Could you count the lines in the entries beneath that hold the word "grown"? Respond with the number alone.

[Opening Exercise inputs section]

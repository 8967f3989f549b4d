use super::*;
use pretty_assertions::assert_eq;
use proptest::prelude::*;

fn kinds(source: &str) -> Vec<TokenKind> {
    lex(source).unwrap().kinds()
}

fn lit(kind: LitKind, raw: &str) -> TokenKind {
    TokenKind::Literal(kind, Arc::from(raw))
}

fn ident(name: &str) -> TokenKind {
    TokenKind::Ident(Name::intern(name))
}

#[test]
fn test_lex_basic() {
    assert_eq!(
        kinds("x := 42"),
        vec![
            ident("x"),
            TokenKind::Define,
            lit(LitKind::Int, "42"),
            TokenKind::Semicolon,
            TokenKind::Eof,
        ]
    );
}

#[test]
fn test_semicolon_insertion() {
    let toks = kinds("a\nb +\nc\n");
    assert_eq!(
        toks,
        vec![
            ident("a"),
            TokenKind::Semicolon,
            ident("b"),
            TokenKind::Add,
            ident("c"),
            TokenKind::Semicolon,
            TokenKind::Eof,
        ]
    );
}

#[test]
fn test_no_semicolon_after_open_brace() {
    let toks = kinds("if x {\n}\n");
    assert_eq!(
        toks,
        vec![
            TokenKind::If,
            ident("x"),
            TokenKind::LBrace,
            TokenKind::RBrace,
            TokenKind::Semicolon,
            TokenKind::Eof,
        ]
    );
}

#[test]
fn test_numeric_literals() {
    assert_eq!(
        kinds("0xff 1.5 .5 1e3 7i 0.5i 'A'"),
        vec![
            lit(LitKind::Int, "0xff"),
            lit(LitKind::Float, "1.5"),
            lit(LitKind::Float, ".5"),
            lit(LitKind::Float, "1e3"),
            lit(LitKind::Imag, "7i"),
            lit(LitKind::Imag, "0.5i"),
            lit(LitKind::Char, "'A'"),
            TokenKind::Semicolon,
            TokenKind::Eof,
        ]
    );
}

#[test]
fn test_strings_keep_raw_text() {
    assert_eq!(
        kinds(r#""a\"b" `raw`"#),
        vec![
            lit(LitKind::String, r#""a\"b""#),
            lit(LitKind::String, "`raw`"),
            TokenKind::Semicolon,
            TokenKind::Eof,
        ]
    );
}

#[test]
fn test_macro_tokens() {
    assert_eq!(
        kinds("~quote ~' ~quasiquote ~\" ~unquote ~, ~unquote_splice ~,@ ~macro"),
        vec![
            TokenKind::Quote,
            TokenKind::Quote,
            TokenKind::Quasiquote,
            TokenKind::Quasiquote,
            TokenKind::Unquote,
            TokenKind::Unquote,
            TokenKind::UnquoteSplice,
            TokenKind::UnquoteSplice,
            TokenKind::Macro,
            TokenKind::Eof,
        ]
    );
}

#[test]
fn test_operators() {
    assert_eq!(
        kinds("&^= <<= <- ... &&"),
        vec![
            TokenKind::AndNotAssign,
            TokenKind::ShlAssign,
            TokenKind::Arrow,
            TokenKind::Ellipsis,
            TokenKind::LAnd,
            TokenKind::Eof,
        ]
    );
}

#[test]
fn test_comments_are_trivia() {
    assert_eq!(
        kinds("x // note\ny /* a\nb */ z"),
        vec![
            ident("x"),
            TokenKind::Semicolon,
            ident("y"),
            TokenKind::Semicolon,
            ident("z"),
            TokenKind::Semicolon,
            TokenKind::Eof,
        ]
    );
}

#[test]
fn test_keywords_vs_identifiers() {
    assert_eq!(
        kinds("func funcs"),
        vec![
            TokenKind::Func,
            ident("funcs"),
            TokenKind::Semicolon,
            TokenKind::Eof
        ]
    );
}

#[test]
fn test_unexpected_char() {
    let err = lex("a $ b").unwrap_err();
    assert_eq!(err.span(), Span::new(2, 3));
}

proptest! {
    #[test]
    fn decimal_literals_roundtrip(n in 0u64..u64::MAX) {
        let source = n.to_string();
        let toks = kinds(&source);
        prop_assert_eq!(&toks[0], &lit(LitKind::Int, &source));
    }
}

[Closing Exercise inputs section]
[Opening Exercise inputs section]

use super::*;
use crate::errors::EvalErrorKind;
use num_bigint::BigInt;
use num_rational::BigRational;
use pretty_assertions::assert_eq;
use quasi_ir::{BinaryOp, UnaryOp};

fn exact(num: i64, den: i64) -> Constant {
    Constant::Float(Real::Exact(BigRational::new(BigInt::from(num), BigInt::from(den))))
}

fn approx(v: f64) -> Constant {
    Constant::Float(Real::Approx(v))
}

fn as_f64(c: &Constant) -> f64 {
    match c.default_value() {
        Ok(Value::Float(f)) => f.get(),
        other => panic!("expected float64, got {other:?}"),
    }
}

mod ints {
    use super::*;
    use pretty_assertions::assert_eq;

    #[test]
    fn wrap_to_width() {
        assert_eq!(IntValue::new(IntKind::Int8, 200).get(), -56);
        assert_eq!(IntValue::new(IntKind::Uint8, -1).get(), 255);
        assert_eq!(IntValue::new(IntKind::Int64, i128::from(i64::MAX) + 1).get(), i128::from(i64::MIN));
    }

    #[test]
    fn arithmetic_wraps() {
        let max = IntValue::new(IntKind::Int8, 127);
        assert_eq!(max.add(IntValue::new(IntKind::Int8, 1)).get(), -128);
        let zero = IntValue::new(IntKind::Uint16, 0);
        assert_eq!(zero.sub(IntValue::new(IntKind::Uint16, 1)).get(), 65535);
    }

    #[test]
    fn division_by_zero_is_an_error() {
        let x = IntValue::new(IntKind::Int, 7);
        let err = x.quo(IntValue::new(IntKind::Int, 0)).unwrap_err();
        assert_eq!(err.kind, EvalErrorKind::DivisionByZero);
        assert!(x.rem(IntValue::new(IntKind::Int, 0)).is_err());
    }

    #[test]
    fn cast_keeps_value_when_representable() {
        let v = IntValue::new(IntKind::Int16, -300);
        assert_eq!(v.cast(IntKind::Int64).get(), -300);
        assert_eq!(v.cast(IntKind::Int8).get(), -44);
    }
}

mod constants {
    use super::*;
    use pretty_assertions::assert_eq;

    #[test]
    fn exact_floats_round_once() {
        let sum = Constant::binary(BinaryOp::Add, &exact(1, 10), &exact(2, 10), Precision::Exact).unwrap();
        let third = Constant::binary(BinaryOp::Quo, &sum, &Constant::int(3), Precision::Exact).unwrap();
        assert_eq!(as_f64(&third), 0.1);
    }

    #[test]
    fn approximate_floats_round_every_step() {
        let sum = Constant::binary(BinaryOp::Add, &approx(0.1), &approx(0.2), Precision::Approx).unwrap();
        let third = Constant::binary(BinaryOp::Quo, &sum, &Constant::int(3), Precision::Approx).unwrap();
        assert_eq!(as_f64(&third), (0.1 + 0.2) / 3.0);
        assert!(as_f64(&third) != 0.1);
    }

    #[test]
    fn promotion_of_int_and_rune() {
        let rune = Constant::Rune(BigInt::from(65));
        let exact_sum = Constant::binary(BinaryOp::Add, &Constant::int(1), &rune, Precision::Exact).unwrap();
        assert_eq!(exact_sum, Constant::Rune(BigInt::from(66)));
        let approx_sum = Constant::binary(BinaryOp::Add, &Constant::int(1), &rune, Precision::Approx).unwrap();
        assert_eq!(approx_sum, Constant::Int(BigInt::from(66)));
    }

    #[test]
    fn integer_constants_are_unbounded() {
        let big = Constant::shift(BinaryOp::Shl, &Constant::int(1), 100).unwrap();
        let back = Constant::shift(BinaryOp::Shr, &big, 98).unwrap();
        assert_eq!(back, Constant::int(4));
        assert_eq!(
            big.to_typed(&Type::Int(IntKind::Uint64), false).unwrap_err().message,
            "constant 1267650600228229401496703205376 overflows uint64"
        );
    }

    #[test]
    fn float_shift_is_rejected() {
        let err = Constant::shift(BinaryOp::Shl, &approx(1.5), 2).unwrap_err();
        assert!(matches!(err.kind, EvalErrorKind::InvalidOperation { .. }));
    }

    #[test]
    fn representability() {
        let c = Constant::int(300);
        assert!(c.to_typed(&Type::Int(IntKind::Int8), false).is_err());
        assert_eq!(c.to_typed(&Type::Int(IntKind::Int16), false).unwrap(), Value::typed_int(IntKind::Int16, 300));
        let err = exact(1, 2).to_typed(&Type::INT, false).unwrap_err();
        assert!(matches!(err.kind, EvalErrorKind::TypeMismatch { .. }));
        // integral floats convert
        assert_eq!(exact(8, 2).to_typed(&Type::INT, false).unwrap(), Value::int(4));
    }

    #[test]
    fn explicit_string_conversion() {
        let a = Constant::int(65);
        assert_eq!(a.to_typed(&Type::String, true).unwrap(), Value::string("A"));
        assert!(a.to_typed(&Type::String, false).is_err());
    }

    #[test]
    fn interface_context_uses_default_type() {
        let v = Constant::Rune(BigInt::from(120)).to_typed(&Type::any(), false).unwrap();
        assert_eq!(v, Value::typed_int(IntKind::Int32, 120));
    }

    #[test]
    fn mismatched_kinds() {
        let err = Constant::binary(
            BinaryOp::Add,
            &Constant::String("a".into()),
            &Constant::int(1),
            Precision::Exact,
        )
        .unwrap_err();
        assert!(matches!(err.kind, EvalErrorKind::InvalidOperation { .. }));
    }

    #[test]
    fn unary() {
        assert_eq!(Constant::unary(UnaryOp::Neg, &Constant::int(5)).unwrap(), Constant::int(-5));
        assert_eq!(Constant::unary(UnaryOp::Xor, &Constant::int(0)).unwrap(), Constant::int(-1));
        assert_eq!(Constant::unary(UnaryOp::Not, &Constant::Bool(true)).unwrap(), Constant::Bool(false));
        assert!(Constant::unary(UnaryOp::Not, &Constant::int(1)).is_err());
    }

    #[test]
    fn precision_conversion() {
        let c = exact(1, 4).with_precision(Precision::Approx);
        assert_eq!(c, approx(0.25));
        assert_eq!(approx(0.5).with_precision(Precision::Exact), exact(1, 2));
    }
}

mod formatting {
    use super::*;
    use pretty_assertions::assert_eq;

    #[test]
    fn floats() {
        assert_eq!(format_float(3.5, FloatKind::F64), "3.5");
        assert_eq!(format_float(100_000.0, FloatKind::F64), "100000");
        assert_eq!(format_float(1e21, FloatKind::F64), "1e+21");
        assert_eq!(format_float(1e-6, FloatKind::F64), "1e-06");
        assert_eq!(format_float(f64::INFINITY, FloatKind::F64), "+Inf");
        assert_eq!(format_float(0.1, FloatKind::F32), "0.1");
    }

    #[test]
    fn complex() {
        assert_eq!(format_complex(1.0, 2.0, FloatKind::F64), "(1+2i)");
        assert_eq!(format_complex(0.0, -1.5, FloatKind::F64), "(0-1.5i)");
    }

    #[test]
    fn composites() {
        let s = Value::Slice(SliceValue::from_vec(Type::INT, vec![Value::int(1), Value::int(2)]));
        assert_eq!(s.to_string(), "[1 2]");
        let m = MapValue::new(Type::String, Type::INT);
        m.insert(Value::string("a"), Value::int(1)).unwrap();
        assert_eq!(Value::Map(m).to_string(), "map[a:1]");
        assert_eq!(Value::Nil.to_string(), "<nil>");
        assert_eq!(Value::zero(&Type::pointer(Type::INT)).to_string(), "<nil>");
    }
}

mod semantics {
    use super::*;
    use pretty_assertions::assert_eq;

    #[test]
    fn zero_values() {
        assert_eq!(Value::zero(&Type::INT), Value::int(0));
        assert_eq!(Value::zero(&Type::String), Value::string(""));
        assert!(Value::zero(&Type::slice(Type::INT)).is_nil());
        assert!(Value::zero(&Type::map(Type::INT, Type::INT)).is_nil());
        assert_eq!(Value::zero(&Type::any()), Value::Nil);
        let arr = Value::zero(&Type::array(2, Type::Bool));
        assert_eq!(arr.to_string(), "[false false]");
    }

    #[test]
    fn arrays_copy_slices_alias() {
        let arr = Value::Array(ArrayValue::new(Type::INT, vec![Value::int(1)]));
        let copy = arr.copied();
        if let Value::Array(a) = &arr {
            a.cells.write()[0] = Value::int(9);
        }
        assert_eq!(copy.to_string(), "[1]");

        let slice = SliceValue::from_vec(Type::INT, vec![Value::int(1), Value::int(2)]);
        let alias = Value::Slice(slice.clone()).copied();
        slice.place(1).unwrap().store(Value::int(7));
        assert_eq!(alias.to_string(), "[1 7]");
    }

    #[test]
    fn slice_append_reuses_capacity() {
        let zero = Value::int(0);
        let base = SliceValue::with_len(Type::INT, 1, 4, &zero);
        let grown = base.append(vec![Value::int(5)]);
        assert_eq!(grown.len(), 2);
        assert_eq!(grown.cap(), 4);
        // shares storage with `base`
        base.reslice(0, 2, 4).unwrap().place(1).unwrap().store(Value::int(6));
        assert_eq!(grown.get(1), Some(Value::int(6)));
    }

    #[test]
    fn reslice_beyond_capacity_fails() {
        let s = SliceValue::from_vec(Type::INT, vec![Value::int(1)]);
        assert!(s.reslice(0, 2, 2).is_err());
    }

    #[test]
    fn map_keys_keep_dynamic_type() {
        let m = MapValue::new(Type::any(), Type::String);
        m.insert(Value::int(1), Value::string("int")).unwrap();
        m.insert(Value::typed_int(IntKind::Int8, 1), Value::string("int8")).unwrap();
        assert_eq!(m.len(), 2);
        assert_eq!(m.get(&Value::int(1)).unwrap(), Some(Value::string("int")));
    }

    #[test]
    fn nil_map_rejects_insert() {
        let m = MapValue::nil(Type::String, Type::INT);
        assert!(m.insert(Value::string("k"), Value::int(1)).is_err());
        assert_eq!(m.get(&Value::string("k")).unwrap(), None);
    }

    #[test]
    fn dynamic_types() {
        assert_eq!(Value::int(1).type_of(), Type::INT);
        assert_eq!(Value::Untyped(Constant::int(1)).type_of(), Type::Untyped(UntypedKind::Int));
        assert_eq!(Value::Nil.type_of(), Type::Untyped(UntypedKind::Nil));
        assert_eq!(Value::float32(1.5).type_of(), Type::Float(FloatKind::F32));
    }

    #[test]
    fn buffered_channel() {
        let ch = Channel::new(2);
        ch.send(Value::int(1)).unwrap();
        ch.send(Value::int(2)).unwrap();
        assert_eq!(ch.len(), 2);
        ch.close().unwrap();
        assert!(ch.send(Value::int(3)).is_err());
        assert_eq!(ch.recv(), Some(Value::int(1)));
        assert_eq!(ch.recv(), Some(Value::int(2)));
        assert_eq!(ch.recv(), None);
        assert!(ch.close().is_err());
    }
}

[Closing Exercise inputs section]

Written answer - 4